South-of-the-Mason-Dixon-Line Crab Soup 

1 pound picked crabmeat (backfin, you can use lump if you like) 
8 Tablespoons (1/4 pound) butter 
1/3 cup minced shallots 
1 small onion, finely diced 
2 Tablespoons hot red chili pepper, finely chopped 
2 Tablespoons flour 
2 cups fish and/or chicken stock 
2 cups heavy cream 
salt and white pepper 
dash of Worcestershire sauce 
Garnish: dry sherry and pinches of paprika 

Saute the shallots, onion, and chili pepper in the butter over low heat in a large soup pot. When the onions are transparent, stir in the flour and continue stirring, over medium heat, for about 2 minutes. Be careful not to brown the flour. Take off the heat and whisk in the cream and stock. Return to heat and stir until thickened. Stir in the crab gently (you don't want to break it up), then season with salt and pepper and Worcestershire sauce. Cook at a very low heat for 20-25 minutes. 

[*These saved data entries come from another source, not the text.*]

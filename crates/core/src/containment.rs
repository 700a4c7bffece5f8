//! Containment filter for candidates discovered under a directory root.
//!
//! Roots may legitimately live anywhere on the filesystem (manifest
//! Class-Path entries are allowed to be absolute), so containment is judged
//! against the root the candidate was found under, never against the working
//! directory.

use std::path::{Path, PathBuf};

/// Canonicalize `candidate` and return it if it really lives under
/// `canonical_root`.
///
/// The comparison is component-wise (`Path::starts_with`), so `/opt/libs-x`
/// is not inside `/opt/libs`. A candidate that escapes the root through a
/// symlink, or vanished between the walk and this check, yields `None`.
pub fn contained_path(candidate: &Path, canonical_root: &Path) -> Option<PathBuf> {
    let canonical = candidate.canonicalize().ok()?;
    if canonical.starts_with(canonical_root) {
        Some(canonical)
    } else {
        None
    }
}
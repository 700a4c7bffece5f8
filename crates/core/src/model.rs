//! Core data types: classpath roots and resolved resources.

use serde::{Deserialize, Serialize};
use std::cmp::Ordering;
use std::hash::{Hash, Hasher};
use std::path::{Path, PathBuf};

/// What kind of location a classpath root is
#[derive(Debug, Clone, Copy, PartialEq, Eq, Hash, Serialize, Deserialize)]
pub enum RootKind {
    Directory,
    /// A JAR/ZIP archive
    Archive,
}

/// Where a classpath root came from
#[derive(Debug, Clone, PartialEq, Eq, Hash, Serialize, Deserialize)]
pub enum RootOrigin {
    /// Passed directly (CLI flag, API call)
    Explicit,
    /// Read from an environment variable such as CLASSPATH
    Environment,
    /// Referenced by another archive's manifest Class-Path attribute
    Manifest { referenced_by: PathBuf },
}

impl RootOrigin {
    /// Origin as a string tag (for statistics and filtering)
    pub fn source_type(&self) -> &'static str {
        match self {
            RootOrigin::Explicit => "explicit",
            RootOrigin::Environment => "environment",
            RootOrigin::Manifest { .. } => "manifest",
        }
    }
}

/// A searchable classpath root. The path is canonical; the collector only
/// produces roots that existed at collection time.
#[derive(Debug, Clone, PartialEq, Eq, Hash, Serialize, Deserialize)]
pub struct ClasspathRoot {
    pub path: PathBuf,
    pub kind: RootKind,
    pub origin: RootOrigin,
}

impl ClasspathRoot {
    pub fn new(path: PathBuf, kind: RootKind, origin: RootOrigin) -> Self {
        Self { path, kind, origin }
    }
}

/// Physical location of a resolved resource
#[derive(Debug, Clone, PartialEq, Eq, PartialOrd, Ord, Hash, Serialize, Deserialize)]
pub enum ResourceLocation {
    /// Plain file under a directory root (canonical path)
    File { path: PathBuf },
    /// Entry inside an archive root
    ArchiveEntry { archive: PathBuf, entry: String },
}

/// A resource found on the classpath.
///
/// Identity (equality, hashing, ordering) goes through the canonical
/// location only, so the same file reached via two roots deduplicates to one
/// resource even when the roots see it under different relative paths.
#[derive(Debug, Clone, Serialize, Deserialize)]
pub struct Resource {
    pub location: ResourceLocation,
    relative: String,
}

impl Resource {
    pub fn file(path: PathBuf, relative: impl Into<String>) -> Self {
        Self {
            location: ResourceLocation::File { path },
            relative: normalize_separators(relative.into()),
        }
    }

    pub fn archive_entry(archive: PathBuf, entry: String) -> Self {
        Self {
            relative: entry.clone(),
            location: ResourceLocation::ArchiveEntry { archive, entry },
        }
    }

    /// Root-relative path of the resource: the archive entry name, or the
    /// path the file was matched under within its directory root
    pub fn relative_path(&self) -> &str {
        &self.relative
    }

    /// URL-style identifier: `file:/path` or `jar:file:/archive!/entry`
    pub fn uri(&self) -> String {
        match &self.location {
            ResourceLocation::File { path } => format!("file:{}", display_slashes(path)),
            ResourceLocation::ArchiveEntry { archive, entry } => {
                format!("jar:file:{}!/{}", display_slashes(archive), entry)
            }
        }
    }
}

impl PartialEq for Resource {
    fn eq(&self, other: &Self) -> bool {
        self.location == other.location
    }
}

impl Eq for Resource {}

impl Hash for Resource {
    fn hash<H: Hasher>(&self, state: &mut H) {
        self.location.hash(state);
    }
}

impl PartialOrd for Resource {
    fn partial_cmp(&self, other: &Self) -> Option<Ordering> {
        Some(self.cmp(other))
    }
}

impl Ord for Resource {
    fn cmp(&self, other: &Self) -> Ordering {
        self.location.cmp(&other.location)
    }
}

fn normalize_separators(path: String) -> String {
    if path.contains('\\') {
        path.replace('\\', "/")
    } else {
        path
    }
}

fn display_slashes(path: &Path) -> String {
    let display = path.to_string_lossy();
    if cfg!(windows) {
        display.replace('\\', "/")
    } else {
        display.into_owned()
    }
}
//! Classpath root collection.
//!
//! Discoverers yield raw classpath entries; the collector canonicalizes and
//! deduplicates them, and transitively follows archive manifests' Class-Path
//! attributes. Manifest entries may be relative or absolute; both become
//! ordinary roots.

use crate::manifest;
use crate::model::{ClasspathRoot, RootKind, RootOrigin};
use std::collections::{HashMap, HashSet, VecDeque};
use std::path::{Path, PathBuf};
use std::time::{Duration, Instant};
use tracing::{debug, info, warn};

/// A classpath entry as discovered, before canonicalization
#[derive(Debug, Clone)]
pub struct RawEntry {
    pub path: PathBuf,
    pub origin: RootOrigin,
}

/// Source of raw classpath entries
pub trait RootDiscoverer: Send + Sync {
    /// Yield candidate entries (streaming)
    fn discover(&self) -> Box<dyn Iterator<Item = RawEntry> + Send + '_>;

    /// Discoverer name (for logging)
    fn name(&self) -> &str;
}

/// A fixed list of entries (CLI flag, tests)
pub struct ExplicitDiscoverer {
    entries: Vec<PathBuf>,
}

impl ExplicitDiscoverer {
    pub fn new(entries: Vec<PathBuf>) -> Self {
        Self { entries }
    }

    /// Split a platform path-separator list (`:` on Unix, `;` on Windows)
    pub fn from_path_list(list: &str) -> Self {
        Self::new(split_path_list(list))
    }
}

impl RootDiscoverer for ExplicitDiscoverer {
    fn discover(&self) -> Box<dyn Iterator<Item = RawEntry> + Send + '_> {
        Box::new(self.entries.iter().map(|path| RawEntry {
            path: path.clone(),
            origin: RootOrigin::Explicit,
        }))
    }

    fn name(&self) -> &str {
        "explicit"
    }
}

/// Reads entries from an environment variable, CLASSPATH by convention
pub struct EnvDiscoverer {
    var: String,
}

impl EnvDiscoverer {
    pub fn new(var: impl Into<String>) -> Self {
        Self { var: var.into() }
    }
}

impl RootDiscoverer for EnvDiscoverer {
    fn discover(&self) -> Box<dyn Iterator<Item = RawEntry> + Send + '_> {
        let entries = match std::env::var(&self.var) {
            Ok(value) => split_path_list(&value),
            Err(_) => Vec::new(),
        };
        Box::new(entries.into_iter().map(|path| RawEntry {
            path,
            origin: RootOrigin::Environment,
        }))
    }

    fn name(&self) -> &str {
        "environment"
    }
}

pub fn split_path_list(list: &str) -> Vec<PathBuf> {
    let separator = if cfg!(windows) { ';' } else { ':' };
    list.split(separator)
        .filter(|entry| !entry.is_empty())
        .map(PathBuf::from)
        .collect()
}

/// Result of a root collection pass
#[derive(Debug, Default, Clone)]
pub struct CollectReport {
    /// Roots in the final list
    pub total_roots: usize,
    /// Entries that did not exist on disk
    pub skipped: usize,
    /// Entries dropped because their canonical path was already present
    pub duplicates: usize,
    /// Root counts per origin tag
    pub by_origin: HashMap<String, usize>,
    /// Time taken for the collection
    pub duration: Duration,
}

/// Roots plus collection statistics
#[derive(Debug, Clone)]
pub struct CollectedRoots {
    pub roots: Vec<ClasspathRoot>,
    pub report: CollectReport,
}

/// Expands discoverer output into a flat, deduplicated root list
/// (breadth-first through manifest references, first-discovery order).
pub struct RootCollector {
    discoverers: Vec<Box<dyn RootDiscoverer>>,
}

impl RootCollector {
    pub fn new() -> Self {
        Self {
            discoverers: Vec::new(),
        }
    }

    /// Add a discoverer
    pub fn add_discoverer(mut self, discoverer: Box<dyn RootDiscoverer>) -> Self {
        self.discoverers.push(discoverer);
        self
    }

    /// Add multiple discoverers
    pub fn with_discoverers(
        mut self,
        discoverers: impl IntoIterator<Item = Box<dyn RootDiscoverer>>,
    ) -> Self {
        self.discoverers.extend(discoverers);
        self
    }

    /// Collect all roots.
    ///
    /// Missing entries are skipped, not errors: a classpath routinely lists
    /// locations that do not exist. The canonical-path visited set guards
    /// both repeated entries and manifest reference cycles.
    pub fn collect(&self) -> CollectedRoots {
        let start = Instant::now();
        let mut report = CollectReport::default();
        let mut seen: HashSet<PathBuf> = HashSet::new();
        let mut roots: Vec<ClasspathRoot> = Vec::new();
        let mut queue: VecDeque<RawEntry> = VecDeque::new();

        for discoverer in &self.discoverers {
            debug!("collecting entries from discoverer: {}", discoverer.name());
            queue.extend(discoverer.discover());
        }

        while let Some(entry) = queue.pop_front() {
            let Ok(canonical) = entry.path.canonicalize() else {
                debug!("skipping missing classpath entry {:?}", entry.path);
                report.skipped += 1;
                continue;
            };
            if !seen.insert(canonical.clone()) {
                report.duplicates += 1;
                continue;
            }

            let kind = classify(&canonical);
            if kind == RootKind::Archive {
                match manifest::read_class_path(&canonical) {
                    Ok(referenced) => {
                        for path in referenced {
                            queue.push_back(RawEntry {
                                path,
                                origin: RootOrigin::Manifest {
                                    referenced_by: canonical.clone(),
                                },
                            });
                        }
                    }
                    Err(e) => warn!("unreadable manifest in {:?}: {e}", canonical),
                }
            }

            *report
                .by_origin
                .entry(entry.origin.source_type().to_string())
                .or_default() += 1;
            roots.push(ClasspathRoot::new(canonical, kind, entry.origin));
        }

        report.total_roots = roots.len();
        report.duration = start.elapsed();
        info!(
            "collected {} classpath roots ({} skipped, {} duplicate) in {:?}",
            report.total_roots, report.skipped, report.duplicates, report.duration
        );

        CollectedRoots { roots, report }
    }
}

impl Default for RootCollector {
    fn default() -> Self {
        Self::new()
    }
}

fn classify(canonical: &Path) -> RootKind {
    if canonical.is_dir() {
        RootKind::Directory
    } else {
        // Anything else on a classpath is treated as an archive; a file that
        // is not actually a ZIP surfaces as an error at scan time
        RootKind::Archive
    }
}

When ready to serve, ladle into bowls, stir a spoonful of sherry into each, and sprinkle with paprika. 
************************************************ 
Creamy Tomato Crab Soup 

3 tablespoons finely chopped onions 
2 cloves garlic, minced 
1/2 cup butter or margarine 
1/4 cup all-purpose flour 
1 teaspoon salt 
1/2 teaspoon pepper 
2 1/2 cups half-and-half 
2 cups tomato juice 
1/2 teaspoon Worcestershire sauce 
1/4 teaspoon ground savory 
1-2 dash hot pepper sauce 
1 Lb crabmeat, rinsed,drained,and picked over lump or backfin 
sour cream 
chopped fresh parsley 
1. In a medium-size saucepan, melt butter over medium heat. 
2. Saute onion and garlic until tender. 
3. Stir in flour, salt, and pepper; continue stirring and cooking until bubbly. 
4. Gradually add the cream, tomato juice, worcestershire sauce, savory, and hot pepper sauce. 
5. Bring mixture to a boil, stirring constantly. 
6. Add in the crab; stir until heated through. 
7. Season to taste with salt and pepper if needed. 
8. Ladle soup into individual serving bowls. 
9. Add a dollop of sour cream and sprinkle with chopped fresh parsley. 
************************************************ 

Maryland Crab Soup 

1 (28 ounce) can whole 
tomatoes, cut into small pieces 
3 cups water 
2 cups beef broth 
1 cup frozen lima beans 
1 cup baby carrots or sliced carrots 
1 cup frozen yellow sweet corn 
2 tablespoons Instant Chopped Onions 
1 tablespoon Old Bay® Seasoning 
1 pound backfin blue crab 
meat, picked over 


Directions 
1 Place all ingredients except crab meat in 4-quart saucepan. 
2 Heat to boil, cover and boil 5 minutes. 
3 Reduce heat to low, add crab meat, cover, and simmer 10 minutes.


----------